---- EXTRACTED INFORMATION
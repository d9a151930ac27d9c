//! User table: per-user secrets, source address allow-lists and logging

use crate::crypto::Secret;
use crate::handshake::Authenticator;
use serde::{Deserialize, Serialize};
use std::collections::{BTreeMap, HashMap};
use std::net::IpAddr;
use std::path::Path;
use std::str::FromStr;

/// Contents of the users file
#[derive(Debug, Clone, Default, Serialize, Deserialize)]
pub struct UsersFile {
    #[serde(default)]
    pub users: BTreeMap<String, UserEntry>,
}

/// One `[users.<name>]` entry
#[derive(Debug, Clone, Serialize, Deserialize)]
pub struct UserEntry {
    pub secret: String,
    /// Addresses or CIDR blocks; empty allows any source
    #[serde(default)]
    pub whitelist: Vec<String>,
    /// Log this user's sessions and channels
    #[serde(default = "default_logging")]
    pub logging: bool,
}

fn default_logging() -> bool {
    true
}

impl UsersFile {
    pub fn load<P: AsRef<Path>>(path: P) -> Result<Self, crate::Error> {
        let path = path.as_ref();
        let content = std::fs::read_to_string(path).map_err(|e| {
            crate::Error::Config(format!("Failed to read users file {}: {}", path.display(), e))
        })?;

        Self::parse(&content)
    }

    pub fn parse(content: &str) -> Result<Self, crate::Error> {
        toml::from_str(content)
            .map_err(|e| crate::Error::Config(format!("Failed to parse users file: {}", e)))
    }

    pub fn save<P: AsRef<Path>>(&self, path: P) -> Result<(), crate::Error> {
        let content = toml::to_string_pretty(self)
            .map_err(|e| crate::Error::Config(format!("Failed to serialize users: {}", e)))?;

        std::fs::write(path, content)
            .map_err(|e| crate::Error::Config(format!("Failed to write users file: {}", e)))
    }
}

/// A parsed allow-list entry
#[derive(Debug, Clone, Copy, PartialEq, Eq)]
struct IpNet {
    addr: IpAddr,
    prefix: u8,
}

impl IpNet {
    fn contains(&self, ip: IpAddr) -> bool {
        match (self.addr, ip) {
            (IpAddr::V4(net), IpAddr::V4(ip)) => {
                prefix_match(u32::from(net) as u128, u32::from(ip) as u128, self.prefix, 32)
            }
            (IpAddr::V6(net), IpAddr::V6(ip)) => {
                prefix_match(u128::from(net), u128::from(ip), self.prefix, 128)
            }
            _ => false,
        }
    }
}

fn prefix_match(net: u128, ip: u128, prefix: u8, bits: u8) -> bool {
    if prefix == 0 {
        return true;
    }
    let shift = u32::from(bits - prefix);
    (net >> shift) == (ip >> shift)
}

impl FromStr for IpNet {
    type Err = String;

    fn from_str(s: &str) -> Result<Self, Self::Err> {
        let s = s.trim();
        let (addr, prefix) = match s.split_once('/') {
            Some((addr, prefix)) => (addr, Some(prefix)),
            None => (s, None),
        };

        let addr: IpAddr = addr
            .parse()
            .map_err(|_| format!("invalid address {:?}", s))?;
        let max = if addr.is_ipv4() { 32 } else { 128 };
        let prefix = match prefix {
            Some(p) => p
                .parse::<u8>()
                .ok()
                .filter(|p| *p <= max)
                .ok_or_else(|| format!("invalid prefix length in {:?}", s))?,
            None => max,
        };

        Ok(Self { addr, prefix })
    }
}

/// Source addresses a user may connect from
#[derive(Debug, Clone, Default, PartialEq, Eq)]
pub struct IpAllowList {
    nets: Vec<IpNet>,
}

impl IpAllowList {
    pub fn parse<S: AsRef<str>>(entries: &[S]) -> Result<Self, crate::Error> {
        let nets = entries
            .iter()
            .map(|entry| entry.as_ref().parse::<IpNet>())
            .collect::<Result<Vec<_>, _>>()
            .map_err(crate::Error::Config)?;
        Ok(Self { nets })
    }

    pub fn allows_all(&self) -> bool {
        self.nets.is_empty()
    }

    /// IPv4-mapped IPv6 peers match IPv4 entries
    pub fn contains(&self, ip: IpAddr) -> bool {
        if self.nets.is_empty() {
            return true;
        }
        let ip = ip.to_canonical();
        self.nets.iter().any(|net| net.contains(ip))
    }
}

#[derive(Debug, Clone)]
struct UserRecord {
    secret: Secret,
    allow: IpAllowList,
    logging: bool,
}

/// Authenticated identities known to the server
#[derive(Debug, Clone, Default)]
pub struct UserTable {
    users: HashMap<String, UserRecord>,
    legacy: Option<Secret>,
}

impl UserTable {
    /// Build the table; `legacy` verifies tokens that carry no username
    pub fn from_file(file: &UsersFile, legacy: Option<Secret>) -> Result<Self, crate::Error> {
        if file.users.is_empty() && legacy.is_none() {
            return Err(crate::Error::Config("No users configured".into()));
        }

        let mut users = HashMap::with_capacity(file.users.len());
        for (name, entry) in &file.users {
            if name.trim().is_empty() || name.contains(':') {
                return Err(crate::Error::Config(format!("Invalid username {:?}", name)));
            }
            if entry.secret.is_empty() {
                return Err(crate::Error::Config(format!("User {:?} has an empty secret", name)));
            }
            let allow = IpAllowList::parse(&entry.whitelist)
                .map_err(|e| crate::Error::Config(format!("User {:?}: {}", name, e)))?;

            users.insert(
                name.clone(),
                UserRecord {
                    secret: Secret::from(entry.secret.as_str()),
                    allow,
                    logging: entry.logging,
                },
            );
        }

        Ok(Self { users, legacy })
    }

    pub fn len(&self) -> usize {
        self.users.len()
    }

    pub fn is_empty(&self) -> bool {
        self.users.is_empty()
    }

    /// Whether sessions of `username` are logged; legacy sessions always are
    pub fn logging_enabled(&self, username: &str) -> bool {
        self.users.get(username).map_or(true, |user| user.logging)
    }
}

impl Authenticator for UserTable {
    fn secret_for(&self, username: Option<&str>) -> Option<Secret> {
        match username {
            Some(name) => self.users.get(name).map(|user| user.secret.clone()),
            None => self.legacy.clone(),
        }
    }

    fn permits(&self, username: &str, peer: IpAddr) -> bool {
        match self.users.get(username) {
            Some(user) => user.allow.contains(peer),
            // Legacy identity has no allow-list
            None => username.is_empty() && self.legacy.is_some(),
        }
    }
}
--------
**DIRECTIONS**
Lines in the records above that carry the word "write" are to be located and copied.

**SOLUTION FOR THIS TASK**
        std::fs::write(path, content)
            .map_err(|e| crate::Error::Config(format!("Failed to write users file: {}", e)))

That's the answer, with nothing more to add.